--- YOUR OBJECTIVE ---
Restate all of the entries verbatim.

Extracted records
------------------------------------------------

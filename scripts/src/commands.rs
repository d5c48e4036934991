//! Implementation of the CLI commands

use alloy::primitives::{utils::format_ether, Address};
use tracing::{info, warn};

use crate::{
    cli::{DeployArgs, PredictAddressArgs},
    constants::DEPLOYER_ACCOUNT,
    deploy::{
        accounts::NamedAccounts,
        artifacts::ArtifactStore,
        deployer::RpcDeployEnvironment,
        environment::{DeployEnvironment, DeployResult},
        scripts::{select_scripts, DeployScript},
    },
    errors::ScriptError,
    tx::{
        client::{create_rpc_provider, ClientConfig},
        reader::{get_balance, get_nonce},
    },
    utils::predict_contract_address,
};

/// Run the deploy scripts selected by the given tags
pub async fn deploy(
    args: DeployArgs,
    config: &ClientConfig,
) -> Result<Vec<DeployResult>, ScriptError> {
    // Fail on unknown tags before touching the network
    let scripts = select_scripts(&args.tags)?;

    let client = create_rpc_provider(config).await?;
    let env = RpcDeployEnvironment::new(
        client,
        ArtifactStore::new(args.artifacts),
        NamedAccounts::default(),
        config.signer_addresses(),
    );

    // Check the deployer can pay for the deployments
    let deployer = env.named_account(DEPLOYER_ACCOUNT)?;
    let balance = get_balance(env.client(), deployer).await?;
    if balance.is_zero() {
        warn!("Deployer {} has no funds, the deployment will likely fail", deployer);
    } else {
        info!("Deployer {} balance: {} ETH", deployer, format_ether(balance));
    }

    let mut results = Vec::with_capacity(scripts.len());
    for script in scripts {
        results.push(script.run(&env).await?);
    }

    for result in &results {
        println!(
            "{}: {} (tx: {})",
            result.contract_name, result.address, result.transaction_hash
        );
    }

    Ok(results)
}

/// One line per deploy script with its tags, then the named accounts
pub fn list_scripts() -> Vec<String> {
    let accounts = NamedAccounts::default();

    DeployScript::ALL
        .iter()
        .map(|script| format!("{} [{}]", script.id(), script.tags().join(", ")))
        .chain([format!(
            "named accounts: {}",
            accounts.names().collect::<Vec<_>>().join(", ")
        )])
        .collect()
}

/// Predict the address of the next contract deployed by the named account
pub async fn predict_address(
    args: PredictAddressArgs,
    config: &ClientConfig,
) -> Result<Address, ScriptError> {
    let account =
        NamedAccounts::default().resolve(&args.account, &config.signer_addresses())?;

    let client = create_rpc_provider(config).await?;
    let nonce = get_nonce(&client, account).await?;
    info!("{} ({}) is at nonce {}", args.account, account, nonce);

    Ok(predict_contract_address(account, nonce))
}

------------------------------------------------

--- ANSWER TO THE PROBLEM ---
filename scripts/src/commands.rs
repository d5c48e4036934991
//! Implementation of the CLI commands

use alloy::primitives::{utils::format_ether, Address};
use tracing::{info, warn};

use crate::{
    cli::{DeployArgs, PredictAddressArgs},
    constants::DEPLOYER_ACCOUNT,
    deploy::{
        accounts::NamedAccounts,
        artifacts::ArtifactStore,
        deployer::RpcDeployEnvironment,
        environment::{DeployEnvironment, DeployResult},
        scripts::{select_scripts, DeployScript},
    },
    errors::ScriptError,
    tx::{
        client::{create_rpc_provider, ClientConfig},
        reader::{get_balance, get_nonce},
    },
    utils::predict_contract_address,
};

/// Run the deploy scripts selected by the given tags
pub async fn deploy(
    args: DeployArgs,
    config: &ClientConfig,
) -> Result<Vec<DeployResult>, ScriptError> {
    // Fail on unknown tags before touching the network
    let scripts = select_scripts(&args.tags)?;

    let client = create_rpc_provider(config).await?;
    let env = RpcDeployEnvironment::new(
        client,
        ArtifactStore::new(args.artifacts),
        NamedAccounts::default(),
        config.signer_addresses(),
    );

    // Check the deployer can pay for the deployments
    let deployer = env.named_account(DEPLOYER_ACCOUNT)?;
    let balance = get_balance(env.client(), deployer).await?;
    if balance.is_zero() {
        warn!("Deployer {} has no funds, the deployment will likely fail", deployer);
    } else {
        info!("Deployer {} balance: {} ETH", deployer, format_ether(balance));
    }

    let mut results = Vec::with_capacity(scripts.len());
    for script in scripts {
        results.push(script.run(&env).await?);
    }

    for result in &results {
        println!(
            "{}: {} (tx: {})",
            result.contract_name, result.address, result.transaction_hash
        );
    }

    Ok(results)
}

/// One line per deploy script with its tags, then the named accounts
pub fn list_scripts() -> Vec<String> {
    let accounts = NamedAccounts::default();

    DeployScript::ALL
        .iter()
        .map(|script| format!("{} [{}]", script.id(), script.tags().join(", ")))
        .chain([format!(
            "named accounts: {}",
            accounts.names().collect::<Vec<_>>().join(", ")
        )])
        .collect()
}

/// Predict the address of the next contract deployed by the named account
pub async fn predict_address(
    args: PredictAddressArgs,
    config: &ClientConfig,
) -> Result<Address, ScriptError> {
    let account =
        NamedAccounts::default().resolve(&args.account, &config.signer_addresses())?;

    let client = create_rpc_provider(config).await?;
    let nonce = get_nonce(&client, account).await?;
    info!("{} ({}) is at nonce {}", args.account, account, nonce);

    Ok(predict_contract_address(account, nonce))
}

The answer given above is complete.